Su madre lo tomó del brazo.

–Aquí viene Lani. No le digas que te vas. No vas a irte.

A.J. se soltó.

–Claro que me iré. Pero seré amable con Lani hasta que me vaya.

Sonrió al ver entrar a la atractiva viuda en la habitación. Su vestido con bordados dorados brilló a la luz de las velas. Llevaba unos pendientes de oro y un rubí en el cuello. Parecía adornada para un sacrificio.

Se le encogió el estómago al pensar en lo dispuesta que parecía estar a seguir adelante con los estúpidos planes de su madre. ¿No tenía amor propio? ¿No tenía algo que decir sobre el futuro marido que le habían elegido?

–Hola, Lani.

–Hola, A.J.

Inclinó la cabeza deferente, lo que le molestó todavía más.
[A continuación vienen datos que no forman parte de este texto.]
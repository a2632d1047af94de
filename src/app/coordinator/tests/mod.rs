//! End-to-end coordinator runs against a scripted transport

use std::fs;
use std::sync::Arc;
use std::time::Duration;

use reqwest::StatusCode;
use tempfile::TempDir;

use crate::app::cache::{CacheKey, SaveOutcome};
use crate::app::client::tests::ScriptedTransport;
use crate::app::client::ApiResponse;
use crate::app::coordinator::{Coordinator, RunOptions};
use crate::app::dates::parse_date;
use crate::app::models::Source;
use crate::auth::Tokens;
use crate::config::{AppConfig, ClientProfile};
use crate::errors::AppError;

const DIRECT: &str = "https://direct.test";
const METRICA: &str = "https://metrica.test";
const APPMETRICA: &str = "https://appmetrica.test";

const DIRECT_REPORT: &str = "all_reports1\n\
Date\tCampaignName\tCampaignId\tDevice\tImpressions\tClicks\tCost\n\
2024-01-01\tmsk-search-auto\t1\tDESKTOP\t10\t2\t1000000\n\
2024-01-02\tspb-rsya\t2\tMOBILE\t20\t4\t2000000\n\
Total rows: 2\n";

const METRICA_BODY: &str = r#"{"data": [
    {"dimensions": [{"name": "2024-01-02"}, {"name": "msk-search-auto|1"}, {"name": "Smartphones"}],
     "metrics": [2.0, 3000.0]}
]}"#;

const APPMETRICA_BODY: &str =
    r#"{"data": [{"dimensions": [{"name": "2024-01-02"}], "metrics": [500.0, 1.0]}]}"#;

fn tokens() -> Tokens {
    Tokens {
        direct: "d".to_string(),
        metrica: "m".to_string(),
        appmetrica: "a".to_string(),
    }
}

fn profile(name: &str) -> ClientProfile {
    ClientProfile {
        name: name.to_string(),
        logins: vec![format!("{}-login", name)],
        metrica_counter: "100".to_string(),
        appmetrica_app: "200".to_string(),
    }
}

fn test_config(dir: &TempDir, clients: Vec<ClientProfile>) -> AppConfig {
    let mut config = AppConfig::default();
    config.output.folder = dir.path().join("data");
    config.direct.url = format!("{}/json/v5/reports", DIRECT);
    config.direct.account_pace = Duration::ZERO;
    config.direct.days = 2;
    config.metrica.url = format!("{}/stat/v1/data", METRICA);
    config.metrica.days = 2;
    config.appmetrica.url = format!("{}/stat/v1/data", APPMETRICA);
    config.appmetrica.days = 1;
    config.clients = clients;
    config
}

fn scripted() -> Arc<ScriptedTransport> {
    Arc::new(
        ScriptedTransport::new()
            .respond_always(DIRECT, ApiResponse::new(StatusCode::OK, DIRECT_REPORT))
            .respond_always(METRICA, ApiResponse::new(StatusCode::OK, METRICA_BODY))
            .respond_always(APPMETRICA, ApiResponse::new(StatusCode::OK, APPMETRICA_BODY)),
    )
}

fn options() -> RunOptions {
    RunOptions::all(parse_date("2024-01-03").unwrap())
}

#[tokio::test]
async fn test_full_pipeline_writes_three_caches() {
    let dir = TempDir::new().unwrap();
    let transport = scripted();
    let coordinator =
        Coordinator::new(test_config(&dir, vec![profile("acme")]), &tokens(), transport.clone())
            .unwrap();

    let stats = coordinator.run(&options()).await.unwrap();
    assert_eq!(stats.sources.len(), 3);
    assert_eq!(
        stats.sources[0].outcome,
        SaveOutcome::Created { rows: 2 }
    );

    let store = coordinator.store();
    let direct = store
        .load(&CacheKey::new("acme", Source::Direct))
        .unwrap()
        .unwrap();
    assert_eq!(direct.column_values("Cost"), vec!["1.2", "2.4"]);
    assert_eq!(direct.column_values("Source"), vec!["yandex", "yandex"]);

    let metrica = store
        .load(&CacheKey::new("acme", Source::Metrica))
        .unwrap()
        .unwrap();
    assert_eq!(metrica.column_values("Device"), vec!["MOBILE"]);

    // One AppMetrica request per Direct campaign for the single day
    let appmetrica = store
        .load(&CacheKey::new("acme", Source::AppMetrica))
        .unwrap()
        .unwrap();
    assert_eq!(
        appmetrica.column_values("CampaignName"),
        vec!["msk-search-auto", "spb-rsya"]
    );
    assert_eq!(appmetrica.column_values("Revenue"), vec!["500.0", "500.0"]);
    assert_eq!(transport.requests_to(APPMETRICA).len(), 2);
}

#[tokio::test]
async fn test_failed_client_does_not_stop_others() {
    let dir = TempDir::new().unwrap();
    let config = test_config(&dir, vec![profile("broken"), profile("good")]);

    // History without a Date column cannot be merged
    fs::create_dir_all(&config.output.folder).unwrap();
    fs::write(
        config.output.folder.join("broken_direct.csv"),
        "Day;Cost\n2023-01-01;1.0\n",
    )
    .unwrap();

    let coordinator = Coordinator::new(config, &tokens(), scripted()).unwrap();
    match coordinator.run(&options()).await {
        Err(AppError::ClientsFailed { clients }) => assert_eq!(clients, vec!["broken"]),
        other => panic!("Expected ClientsFailed, got {:?}", other),
    }

    let store = coordinator.store();
    assert!(store.path_for(&CacheKey::new("good", Source::AppMetrica)).exists());
    assert!(!store.path_for(&CacheKey::new("broken", Source::Metrica)).exists());
}

#[tokio::test]
async fn test_source_and_client_selection() {
    let dir = TempDir::new().unwrap();
    let transport = scripted();
    let coordinator = Coordinator::new(
        test_config(&dir, vec![profile("a"), profile("b")]),
        &tokens(),
        transport.clone(),
    )
    .unwrap();

    let options = options()
        .with_clients(vec!["b".to_string()])
        .with_sources(vec![Source::Metrica]);
    let stats = coordinator.run(&options).await.unwrap();

    assert_eq!(stats.sources.len(), 1);
    assert_eq!(stats.sources[0].client, "b");
    assert!(transport.requests_to(DIRECT).is_empty());
    assert_eq!(transport.requests_to(METRICA).len(), 1);
}

#[tokio::test]
async fn test_unknown_client_rejected_before_requests() {
    let dir = TempDir::new().unwrap();
    let transport = scripted();
    let coordinator =
        Coordinator::new(test_config(&dir, vec![profile("a")]), &tokens(), transport.clone())
            .unwrap();

    let result = coordinator
        .run(&options().with_clients(vec!["ghost".to_string()]))
        .await;
    assert!(matches!(result, Err(AppError::Config(_))));
    assert!(transport.requests().is_empty());
}

#[tokio::test]
async fn test_rerun_is_stable() {
    let dir = TempDir::new().unwrap();
    let coordinator =
        Coordinator::new(test_config(&dir, vec![profile("acme")]), &tokens(), scripted())
            .unwrap();

    coordinator.run(&options()).await.unwrap();
    let path = coordinator
        .store()
        .path_for(&CacheKey::new("acme", Source::Direct));
    let first = fs::read(&path).unwrap();

    coordinator.run(&options()).await.unwrap();
    assert_eq!(fs::read(&path).unwrap(), first);
}
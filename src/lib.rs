//! ad_report_sync library
//!
//! Fetches advertising reports from Direct, Metrica and AppMetrica, normalizes
//! them into one tabular shape and merges them into per-client cache files,
//! replacing only the recently re-fetched days.

pub mod app;
pub mod auth;
pub mod cli;
pub mod config;
pub mod constants;
pub mod errors;
pub mod prelude;

// Re-export commonly used types for convenience
pub use errors::{AppError, Result};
Le gustaban las mujeres con carácter, con fuego.

–Ven conmigo.

Le ofreció el brazo y la acompañó fuera de la habitación, lejos de la mirada ansiosa de su madre.
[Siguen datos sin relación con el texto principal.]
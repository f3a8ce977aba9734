//! The ashl (problem base) calculator.

use crate::error::Error;
use crate::fardh::Fardh;
use crate::fraction::{gcd_multiple, lcm_multiple};
use crate::furudh::FurudhResult;

/// The four classical relations between a *set* of denominators (distinct
/// from [`crate::fraction::NumberRelation`], which relates a single pair).
#[derive(Debug, Clone, Copy, PartialEq, Eq)]
pub enum DenominatorRelation {
    /// tamathul: all denominators equal.
    Tamathul,
    /// tadakhul: every pair has one dividing the other.
    Tadakhul,
    /// tawafuq: pairwise gcd > 1 for at least one pair, but not tadakhul.
    Tawafuq,
    /// tabayun: pairwise coprime.
    Tabayun,
}

impl DenominatorRelation {
    #[must_use]
    pub const fn label(self) -> &'static str {
        match self {
            Self::Tamathul => "tamathul",
            Self::Tadakhul => "tadakhul",
            Self::Tawafuq => "tawafuq",
            Self::Tabayun => "tabayun",
        }
    }
}

/// Classify a set of fixed-share denominators by their pairwise relation.
fn classify(denominators: &[u64]) -> DenominatorRelation {
    let mut unique: Vec<u64> = denominators.to_vec();
    unique.sort_unstable();
    unique.dedup();

    if unique.len() == 1 {
        return DenominatorRelation::Tamathul;
    }

    let all_divide = unique
        .windows(2)
        .all(|pair| pair[1] % pair[0] == 0 || pair[0] % pair[1] == 0);
    if all_divide {
        return DenominatorRelation::Tadakhul;
    }

    if gcd_multiple(&unique) > 1 {
        DenominatorRelation::Tawafuq
    } else {
        DenominatorRelation::Tabayun
    }
}

/// The result of computing the initial ashl from a set of fixed-share
/// classifications.
#[derive(Debug, Clone)]
pub struct AshlComputation {
    pub ashl: u64,
    pub relation: Option<DenominatorRelation>,
    pub notes: Vec<String>,
}

/// Compute `ashl₀ = lcm(denominators)` over the fixed-share holders.
///
/// Returns `ashl = 1` with no relation if there are no fixed-share holders
/// (the all-residuary pathway is handled separately).
///
/// # Errors
///
/// Propagates [`Error`] from the underlying lcm computation (unreachable in
/// practice since fardh denominators are always positive).
pub fn compute(fixed_holders: &[&FurudhResult]) -> Result<AshlComputation, Error> {
    let denominators: Vec<u64> = fixed_holders
        .iter()
        .filter_map(|h| h.status.fardh())
        .map(Fardh::denominator)
        .collect();

    if denominators.is_empty() {
        return Ok(AshlComputation {
            ashl: 1,
            relation: None,
            notes: vec!["no fixed-share holders present".to_string()],
        });
    }

    let ashl = lcm_multiple(&denominators)?;
    let relation = classify(&denominators);
    let notes = vec![
        format!(
            "denominators present: {}",
            denominators
                .iter()
                .map(u64::to_string)
                .collect::<Vec<_>>()
                .join(", ")
        ),
        format!("denominator relation: {}", relation.label()),
        format!("ashl al-mas'alah (initial) = {ashl}"),
    ];

    Ok(AshlComputation {
        ashl,
        relation: Some(relation),
        notes,
    })
}

/// Saham for a single fixed-share holder on the given ashl: `(p * ashl) / q`.
///
/// # Errors
///
/// Returns [`Error::InvariantViolation`] if the division is not exact — this
/// would indicate `ashl` was not built as a multiple of `q`, a bug upstream.
pub fn saham_for(fardh: Fardh, ashl: u64) -> Result<u64, Error> {
    let numerator = fardh.numerator() * ashl;
    if numerator % fardh.denominator() != 0 {
        return Err(Error::invariant_violation(
            format!(
                "saham for fardh {}/{} on ashl {ashl} is not integral",
                fardh.numerator(),
                fardh.denominator()
            ),
            &[],
        ));
    }
    Ok(numerator / fardh.denominator())
}

#[cfg(test)]
mod tests {
    use super::*;

    #[test]
    fn classify_tamathul() {
        assert_eq!(classify(&[4, 4]), DenominatorRelation::Tamathul);
    }

    #[test]
    fn classify_tadakhul() {
        assert_eq!(classify(&[2, 4, 8]), DenominatorRelation::Tadakhul);
    }

    #[test]
    fn classify_tawafuq() {
        assert_eq!(classify(&[4, 6]), DenominatorRelation::Tawafuq);
    }

    #[test]
    fn classify_tabayun() {
        assert_eq!(classify(&[3, 4]), DenominatorRelation::Tabayun);
    }

    #[test]
    fn saham_for_computes_exact_integer() {
        assert_eq!(saham_for(Fardh::Quarter, 12).unwrap(), 3);
        assert_eq!(saham_for(Fardh::TwoThirds, 12).unwrap(), 8);
    }
}
fn normal_pipeline(input: &CalculationInput) -> Result<CalculationResult, Error> {
    let all_furudh = furudh::determine_furudh(input);
    let excluded: Vec<ExcludedEntry> = all_furudh
        .iter()
        .filter(|r| r.status.is_excluded())
        .map(|r| (r.category, r.quantity, r.reason.clone()))
        .collect();
    let furudh: Vec<FurudhResult> =
        all_furudh.into_iter().filter(|r| !r.status.is_excluded()).collect();
    if furudh.is_empty() {
        return Err(Error::unsupported_case(
            "every present heir was excluded by hajb",
        ));
    }

    let all_ashobah = furudh
        .iter()
        .all(|r| matches!(r.status, FurudhStatus::Residuary));

    if all_ashobah {
        return all_residuary_pipeline(input, &furudh, &excluded);
    }

    let fixed_holders: Vec<&FurudhResult> = furudh
        .iter()
        .filter(|r| r.status.fardh().is_some())
        .collect();
    let ashl0_computation = ashl::compute(&fixed_holders)?;
    let ashl0 = ashl0_computation.ashl;

    let mut fixed_saham: Vec<(HeirCategory, u32, u64, String)> = Vec::new();
    let mut total_saham0 = 0u64;
    for holder in &fixed_holders {
        let fardh = holder.status.fardh().expect("filtered above");
        let saham = ashl::saham_for(fardh, ashl0)?;
        total_saham0 += saham;
        fixed_saham.push((holder.category, holder.quantity, saham, holder.reason.clone()));
    }

    let has_ashobah = furudh.iter().any(|r| r.status.participates_in_residue());
    let mut notes = ashl0_computation.notes;

    if total_saham0 > ashl0 {
        notes.push(format!(
            "aul: total saham {total_saham0} exceeds ashl {ashl0}; ashl inflates to match"
        ));
        notes.push(aul_validation_note(ashl0, total_saham0));
        return finish(input, total_saham0, fixed_saham, &excluded, true, false, None, notes);
    }

    if total_saham0 == ashl0 {
        notes.push("exact: total saham equals ashl, no aul or radd".to_string());
        return finish(input, ashl0, fixed_saham, &excluded, false, false, None, notes);
    }

    if has_ashobah {
        let remainder = ashl0 - total_saham0;
        notes.push(format!(
            "residuary heirs present: remainder {remainder} distributed by weight"
        ));
        let participants: Vec<Participant> = furudh
            .iter()
            .filter(|r| r.status.participates_in_residue())
            .map(|r| Participant { category: r.category, quantity: r.quantity })
            .collect();
        let residuary_shares = residuary::distribute(remainder, &participants);

        let mut entries = fixed_saham;
        for (category, saham) in residuary_shares {
            if let Some(existing) = entries.iter_mut().find(|(c, ..)| *c == category) {
                existing.2 += saham;
            } else {
                let quantity = input.quantity_of(category);
                entries.push((category, quantity, saham, "residuary: weighted share of the remainder".to_string()));
            }
        }
        return finish(input, ashl0, entries, &excluded, false, false, None, notes);
    }

    notes.push("no residuary heir present: radd applies".to_string());
    let returnable: Vec<radd::ReturnableHolder> = fixed_holders
        .iter()
        .filter(|h| !h.category.is_spouse())
        .map(|h| radd::ReturnableHolder {
            category: h.category,
            fardh: h.status.fardh().expect("filtered above"),
        })
        .collect();
    let spouse_holder = fixed_holders.iter().find(|h| h.category.is_spouse());

    let radd_result = match spouse_holder {
        None => radd::without_spouse(&returnable)?,
        Some(spouse) => {
            let spouse_struct = radd::Spouse {
                category: spouse.category,
                fardh: spouse.status.fardh().expect("spouse is always fixed"),
            };
            if returnable.len() == 1 {
                radd::with_spouse_single_heir(spouse_struct, returnable[0])
            } else {
                radd::with_spouse_multiple_heirs(spouse_struct, &returnable)?
            }
        }
    };
    notes.extend(radd_result.notes);

    let entries: Vec<Entry> = radd_result
        .shares
        .into_iter()
        .map(|(category, saham)| (category, input.quantity_of(category), saham, "radd".to_string()))
        .collect();
    finish(input, radd_result.ashl_akhir, entries, &excluded, false, true, None, notes)
}

fn all_residuary_pipeline(
    input: &CalculationInput,
    furudh: &[FurudhResult],
    excluded: &[ExcludedEntry],
) -> Result<CalculationResult, Error> {
    let participants: Vec<Participant> = furudh
        .iter()
        .map(|r| Participant { category: r.category, quantity: r.quantity })
        .collect();
    let ashl = residuary::ashl_all_residuary(&participants);
    let weight = |c: HeirCategory| if c.is_male() { 2 } else { 1 };
    let entries: Vec<Entry> = furudh
        .iter()
        .map(|r| {
            (
                r.category,
                r.quantity,
                u64::from(weight(r.category)) * u64::from(r.quantity),
                "all heirs are residuary: 2:1 weighted partition".to_string(),
            )
        })
        .collect();
    finish(
        input,
        ashl,
        entries,
        excluded,
        false,
        false,
        None,
        vec!["every present heir is pure residuary".to_string()],
    )
}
Ignoró la punzada de calor que el roce con su piel le produjo. No era posible que se sintiera atraído por aquella mujer que acababa de dejar los brazos de otro hombre.

Salieron por una enorme puerta a un patio lleno de macetas con palmeras.

–Eres encantadora.

–Yo… yo…

–¿No puedes decir lo que piensas? –preguntó él, sorprendiéndola.

Ella lo miró con sus ojos de color miel. Parecía asustada.

–Lo siento –dijo, y se mordió el labio.

Una sensación de calor en la entrepierna enfureció a A.J. Solo porque fuera guapa no significaba que pudiera ser una buena esposa. Quizá se merecía que la casaran con un desconocido.

Una cortina de cabellos dorados cayó hacia delante cuando ella inclinó la cabeza. No tenía ningún interés en acariciar aquel pelo ni en sentirlo sobre su pecho mientras la oía jadear de deseo. Eso nunca pasaría.

Frunció el ceño y se dio media vuelta.

–Me voy mañana, así que puedes hacer lo que quieras, hermana.

–¿Cómo?

A.J. se giró para mirarla.

–Ya me has oído. Mi papel en esta farsa ha terminado. Tú y yo no tenemos nada en común y no tengo ninguna intención de que sacrifiquemos nuestras vidas para cumplir una tradición rahiriana. Voy a volver a mi vida.

Ella parpadeó. Se había quedado sin palabras. Aquello era una sorpresa.

–No te gusto –dijo sonrojándose.

Aquellas palabras lo hicieron sentirse culpable. Después de todo, ella no había hecho nada malo. Se había esforzado por comportarse como una dulce rahiriana. Era una lástima que no soportara a las dulces rahirianas.

El rubí brilló en la base de su cuello. Estaba engarzado en oro y probablemente lo habían llevado antes que ella muchos otros chivos expiatorios. Sintió lástima y desprecio hacia aquellas mujeres, dispuestas a entregar sus vidas al servicio de un hombre, a un país al que no le importaba si vivían o morían.

Se quedó mirándola y ladeó la cabeza.

–Eres muy… considerada.

–No, no lo soy –dijo precipitadamente–. Quiero decir que lo he intentado, pero…

Una vez más, se quedó sin palabras. El rubor de sus mejillas daba la equivocada impresión de que estaba excitada. Sus labios, abiertos para protestar, eran gruesos y sensuales. La expresión de sus ojos, centelleantes de miedo, podía ser fácilmente confundida con ansia. El deseo se desató en él como una tormenta tropical, mezclándose con la furia que le provocaba aquella situación.

Quería que aquella mujer reaccionara, aunque fuera solo por una vez. Quería oírle pronunciar palabras malsonantes, sufrir su ira e incluso sentir que su pequeña mano le abofeteaba. Quizá así no se sintiera tan culpable.

Seguro que tenía un lado oscuro. Todo el mundo lo tenía.

Dio un paso adelante, la tomó entre sus brazos y fundió su boca con la suya.

Por un instante, Lani se quedó de piedra. Él se preparó para su reacción.

Entonces, ella lo rodeó con los brazos y su cuerpo se amoldó al suyo. Sus labios se relajaron y los abrió, dando la bienvenida a su beso. Clavó los dedos en los músculos de su espalda y tiró de él hasta que sus senos quedaron oprimidos contra su pecho.

La sorpresa y la excitación lo embargaron. Lani le estaba devolviendo el beso y respiraba entre jadeos. Sus latidos se acompasaron a un ritmo febril. Un gemido escapó de la garganta de Lani al estrecharse contra ella. El deseo le provocó una feroz excitación.

Aquella no era la respuesta que esperaba.